Disgust is conveyed through words like “gray,” “blame,” “ashamed,” and “sick,” related to societal condemnation and Anna’s feelings of shame due to her ostracism. Fear is depicted with keywords such as “change,” “afraid,” “difficult,” and “force,” showing characters’ anxieties, including Anna’s fear of exposure, Vronsky’s fear in battle, and Levin’s fear of failure on his farm.
Joy is represented by words like “love,” “smile,” “happy,” and “child,” illustrating the joyous moments in Levin and Kitty’s marriage and family life. Negative sentiments are reflected through terms such as “words,” “spite,” “afraid,” and “impossible,” highlighting the novel’s overall negative tone, including Anna’s tragic end and Levin’s existential struggles.

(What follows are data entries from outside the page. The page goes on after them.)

use axum::{
    Json, Router,
    extract::{OriginalUri, Path, State},
    http::{HeaderMap, HeaderValue, StatusCode, header},
    response::{Html, IntoResponse, Redirect, Response},
    routing::get,
};
use std::sync::Arc;

use anon_core::render::{not_found_page, unavailable_page};
use anon_engine::{Outcome, Pipeline};
use tokio::net::TcpListener;
use tower_http::trace::TraceLayer;
use tracing::{error, info};

pub struct AnonServer;

#[derive(Clone)]
struct AppState {
    pipeline: Arc<Pipeline>,
}

impl AnonServer {
    pub async fn serve(pipeline: Arc<Pipeline>, host: &str, port: u16) -> anyhow::Result<()> {
        let app = router(pipeline);

        let addr = format!("{}:{}", host, port);
        let listener = TcpListener::bind(&addr).await?;

        info!("anon server listening on {}", addr);

        axum::serve(listener, app).await?;

        Ok(())
    }
}

/// Routes of the browsing shell. `/r/` is a short alias of `/repository/`.
pub fn router(pipeline: Arc<Pipeline>) -> Router {
    let state = AppState { pipeline };

    Router::new()
        .route("/", get(handle_info))
        .route("/repository/:id", get(redirect_to_root))
        .route("/repository/:id/", get(browse_root))
        .route("/repository/:id/*path", get(browse_path))
        .route("/r/:id", get(redirect_to_root))
        .route("/r/:id/", get(browse_root))
        .route("/r/:id/*path", get(browse_path))
        .layer(TraceLayer::new_for_http())
        .with_state(state)
}

/// GET / - service info
async fn handle_info(State(state): State<AppState>) -> Json<serde_json::Value> {
    Json(serde_json::json!({
        "name": "anon",
        "version": env!("CARGO_PKG_VERSION"),
        "public_url": state.pipeline.public_url(),
    }))
}

/// GET /repository/:id - canonical form has a trailing slash
async fn redirect_to_root(OriginalUri(uri): OriginalUri) -> Redirect {
    Redirect::temporary(&format!("{}/", uri.path()))
}

/// GET /repository/:id/
async fn browse_root(
    State(state): State<AppState>,
    OriginalUri(uri): OriginalUri,
    headers: HeaderMap,
    Path(id): Path<String>,
) -> Response {
    browse(&state, &uri, &headers, &id, "").await
}

/// GET /repository/:id/*path
async fn browse_path(
    State(state): State<AppState>,
    OriginalUri(uri): OriginalUri,
    headers: HeaderMap,
    Path((id, path)): Path<(String, String)>,
) -> Response {
    browse(&state, &uri, &headers, &id, &path).await
}

async fn browse(state: &AppState, uri: &axum::http::Uri, headers: &HeaderMap, id: &str, path: &str) -> Response {
    match state.pipeline.handle(id, path).await {
        Ok(Outcome::Page { page, etag }) => {
            let etag = format!("\"{}\"", etag);
            if if_none_match(headers, &etag) {
                return (StatusCode::NOT_MODIFIED, [(header::ETAG, etag)]).into_response();
            }
            let content_type = HeaderValue::from_str(&page.content_type.header_value())
                .unwrap_or_else(|_| HeaderValue::from_static("application/octet-stream"));
            (
                StatusCode::OK,
                [(header::CONTENT_TYPE, content_type)],
                [(header::ETAG, etag)],
                page.bytes,
            )
                .into_response()
        }
        // Same path plus the separator, under whichever prefix was used.
        Ok(Outcome::Redirect) => Redirect::temporary(&format!("{}/", uri.path())).into_response(),
        Ok(Outcome::NotFound) => (StatusCode::NOT_FOUND, Html(not_found_page(&format!("/{}", path)))).into_response(),
        Ok(Outcome::SnapshotUnavailable) => (StatusCode::NOT_FOUND, Html(unavailable_page(id))).into_response(),
        Err(e) => {
            error!(repository_id = id, path, error = %e, "request failed");
            (StatusCode::INTERNAL_SERVER_ERROR, "Internal server error").into_response()
        }
    }
}

fn if_none_match(headers: &HeaderMap, etag: &str) -> bool {
    headers
        .get(header::IF_NONE_MATCH)
        .and_then(|v| v.to_str().ok())
        .is_some_and(|v| v.split(',').any(|candidate| candidate.trim() == etag || candidate.trim() == "*"))
}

Positive emotions are conveyed by words like “love,” “princess,” “smile,” and “talk,” found mainly in Levin and Kitty’s relationship, their love, marriage, and family life. Sadness is captured through keywords such as “love,” “impossible,” “mother,” and “doubt,” tied to the tragic elements of the story, like Anna’s despair and eventual suicide.
Surprise is depicted with words like “suddenly,” “smile,” “chance,” and “rapid,” capturing unexpected events such as Anna’s suicide and Levin’s revelations. Trust is emphasized through terms like “smile,” “brother,” “father,” and “doctor,” highlighting the importance of trust in Levin and Kitty’s relationship and their stable family life.
This sentiment analysis provides a deeper understanding of the emotional landscape in “Anna Karenina,” showing how Tolstoy intertwines emotions with the narrative to enrich the reader’s experience.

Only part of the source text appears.